TASK INPUTS.
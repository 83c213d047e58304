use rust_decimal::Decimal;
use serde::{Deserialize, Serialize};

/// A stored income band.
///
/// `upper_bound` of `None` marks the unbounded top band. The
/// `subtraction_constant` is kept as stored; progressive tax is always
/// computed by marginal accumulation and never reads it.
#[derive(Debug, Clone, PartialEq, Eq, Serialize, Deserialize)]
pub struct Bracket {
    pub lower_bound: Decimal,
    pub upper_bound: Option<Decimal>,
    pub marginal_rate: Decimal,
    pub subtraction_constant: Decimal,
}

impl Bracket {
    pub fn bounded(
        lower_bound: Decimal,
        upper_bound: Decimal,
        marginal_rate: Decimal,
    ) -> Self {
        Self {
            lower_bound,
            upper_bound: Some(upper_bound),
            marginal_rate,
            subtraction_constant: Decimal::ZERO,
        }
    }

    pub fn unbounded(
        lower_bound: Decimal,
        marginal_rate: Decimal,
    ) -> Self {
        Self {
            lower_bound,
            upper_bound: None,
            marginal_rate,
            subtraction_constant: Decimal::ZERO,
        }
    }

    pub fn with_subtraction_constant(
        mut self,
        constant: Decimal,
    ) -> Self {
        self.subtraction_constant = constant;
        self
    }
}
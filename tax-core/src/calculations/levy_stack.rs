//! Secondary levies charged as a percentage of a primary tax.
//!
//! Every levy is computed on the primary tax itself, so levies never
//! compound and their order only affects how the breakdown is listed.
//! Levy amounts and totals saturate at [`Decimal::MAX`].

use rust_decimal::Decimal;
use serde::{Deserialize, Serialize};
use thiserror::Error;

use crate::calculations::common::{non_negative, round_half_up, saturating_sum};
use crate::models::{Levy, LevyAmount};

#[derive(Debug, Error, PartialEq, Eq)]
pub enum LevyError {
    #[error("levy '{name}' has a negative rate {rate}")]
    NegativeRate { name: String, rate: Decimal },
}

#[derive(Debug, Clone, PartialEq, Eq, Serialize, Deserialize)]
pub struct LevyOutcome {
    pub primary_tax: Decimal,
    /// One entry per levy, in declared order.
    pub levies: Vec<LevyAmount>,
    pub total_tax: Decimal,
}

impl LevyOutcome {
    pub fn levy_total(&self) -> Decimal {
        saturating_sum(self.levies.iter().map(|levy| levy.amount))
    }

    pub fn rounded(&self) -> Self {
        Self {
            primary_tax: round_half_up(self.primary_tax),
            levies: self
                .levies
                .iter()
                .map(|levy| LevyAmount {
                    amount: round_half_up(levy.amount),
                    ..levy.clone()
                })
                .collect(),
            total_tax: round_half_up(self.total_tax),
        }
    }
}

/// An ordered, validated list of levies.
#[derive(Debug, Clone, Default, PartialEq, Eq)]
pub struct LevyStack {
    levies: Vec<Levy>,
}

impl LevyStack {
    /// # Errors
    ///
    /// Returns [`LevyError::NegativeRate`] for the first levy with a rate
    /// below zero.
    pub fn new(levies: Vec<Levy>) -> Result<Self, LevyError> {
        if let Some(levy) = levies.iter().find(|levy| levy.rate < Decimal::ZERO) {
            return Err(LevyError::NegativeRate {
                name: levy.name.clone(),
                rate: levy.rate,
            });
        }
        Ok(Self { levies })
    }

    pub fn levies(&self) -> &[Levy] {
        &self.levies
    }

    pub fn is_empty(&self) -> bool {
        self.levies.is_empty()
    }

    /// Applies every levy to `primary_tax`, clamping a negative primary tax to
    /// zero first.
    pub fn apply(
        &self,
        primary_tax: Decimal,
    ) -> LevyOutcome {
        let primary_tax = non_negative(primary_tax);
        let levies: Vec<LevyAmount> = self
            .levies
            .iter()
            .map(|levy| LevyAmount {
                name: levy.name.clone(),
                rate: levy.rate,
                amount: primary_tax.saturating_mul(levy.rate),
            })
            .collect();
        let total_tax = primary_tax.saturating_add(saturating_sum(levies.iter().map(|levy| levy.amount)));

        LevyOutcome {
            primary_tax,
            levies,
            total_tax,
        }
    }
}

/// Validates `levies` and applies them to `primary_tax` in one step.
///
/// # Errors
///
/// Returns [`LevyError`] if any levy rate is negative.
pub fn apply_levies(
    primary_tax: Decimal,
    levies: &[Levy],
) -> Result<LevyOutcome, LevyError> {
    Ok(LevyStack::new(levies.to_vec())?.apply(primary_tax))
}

INSTRUCTIONS FOR THE TASK. Retype the complete listing verbatim.

TASK RESULT.
repository 83c213d047e58304
use rust_decimal::Decimal;
use serde::{Deserialize, Serialize};

/// A stored income band.
///
/// `upper_bound` of `None` marks the unbounded top band. The
/// `subtraction_constant` is kept as stored; progressive tax is always
/// computed by marginal accumulation and never reads it.
#[derive(Debug, Clone, PartialEq, Eq, Serialize, Deserialize)]
pub struct Bracket {
    pub lower_bound: Decimal,
    pub upper_bound: Option<Decimal>,
    pub marginal_rate: Decimal,
    pub subtraction_constant: Decimal,
}

impl Bracket {
    pub fn bounded(
        lower_bound: Decimal,
        upper_bound: Decimal,
        marginal_rate: Decimal,
    ) -> Self {
        Self {
            lower_bound,
            upper_bound: Some(upper_bound),
            marginal_rate,
            subtraction_constant: Decimal::ZERO,
        }
    }

    pub fn unbounded(
        lower_bound: Decimal,
        marginal_rate: Decimal,
    ) -> Self {
        Self {
            lower_bound,
            upper_bound: None,
            marginal_rate,
            subtraction_constant: Decimal::ZERO,
        }
    }

    pub fn with_subtraction_constant(
        mut self,
        constant: Decimal,
    ) -> Self {
        self.subtraction_constant = constant;
        self
    }
}
filename tax-core/src/calculations/levy_stack.rs
//! Secondary levies charged as a percentage of a primary tax.
//!
//! Every levy is computed on the primary tax itself, so levies never
//! compound and their order only affects how the breakdown is listed.
//! Levy amounts and totals saturate at [`Decimal::MAX`].

use rust_decimal::Decimal;
use serde::{Deserialize, Serialize};
use thiserror::Error;

use crate::calculations::common::{non_negative, round_half_up, saturating_sum};
use crate::models::{Levy, LevyAmount};

#[derive(Debug, Error, PartialEq, Eq)]
pub enum LevyError {
    #[error("levy '{name}' has a negative rate {rate}")]
    NegativeRate { name: String, rate: Decimal },
}

#[derive(Debug, Clone, PartialEq, Eq, Serialize, Deserialize)]
pub struct LevyOutcome {
    pub primary_tax: Decimal,
    /// One entry per levy, in declared order.
    pub levies: Vec<LevyAmount>,
    pub total_tax: Decimal,
}

impl LevyOutcome {
    pub fn levy_total(&self) -> Decimal {
        saturating_sum(self.levies.iter().map(|levy| levy.amount))
    }

    pub fn rounded(&self) -> Self {
        Self {
            primary_tax: round_half_up(self.primary_tax),
            levies: self
                .levies
                .iter()
                .map(|levy| LevyAmount {
                    amount: round_half_up(levy.amount),
                    ..levy.clone()
                })
                .collect(),
            total_tax: round_half_up(self.total_tax),
        }
    }
}

/// An ordered, validated list of levies.
#[derive(Debug, Clone, Default, PartialEq, Eq)]
pub struct LevyStack {
    levies: Vec<Levy>,
}

impl LevyStack {
    /// # Errors
    ///
    /// Returns [`LevyError::NegativeRate`] for the first levy with a rate
    /// below zero.
    pub fn new(levies: Vec<Levy>) -> Result<Self, LevyError> {
        if let Some(levy) = levies.iter().find(|levy| levy.rate < Decimal::ZERO) {
            return Err(LevyError::NegativeRate {
                name: levy.name.clone(),
                rate: levy.rate,
            });
        }
        Ok(Self { levies })
    }

    pub fn levies(&self) -> &[Levy] {
        &self.levies
    }

    pub fn is_empty(&self) -> bool {
        self.levies.is_empty()
    }

    /// Applies every levy to `primary_tax`, clamping a negative primary tax to
    /// zero first.
    pub fn apply(
        &self,
        primary_tax: Decimal,
    ) -> LevyOutcome {
        let primary_tax = non_negative(primary_tax);
        let levies: Vec<LevyAmount> = self
            .levies
            .iter()
            .map(|levy| LevyAmount {
                name: levy.name.clone(),
                rate: levy.rate,
                amount: primary_tax.saturating_mul(levy.rate),
            })
            .collect();
        let total_tax = primary_tax.saturating_add(saturating_sum(levies.iter().map(|levy| levy.amount)));

        LevyOutcome {
            primary_tax,
            levies,
            total_tax,
        }
    }
}

/// Validates `levies` and applies them to `primary_tax` in one step.
///
/// # Errors
///
/// Returns [`LevyError`] if any levy rate is negative.
pub fn apply_levies(
    primary_tax: Decimal,
    levies: &[Levy],
) -> Result<LevyOutcome, LevyError> {
    Ok(LevyStack::new(levies.to_vec())?.apply(primary_tax))
}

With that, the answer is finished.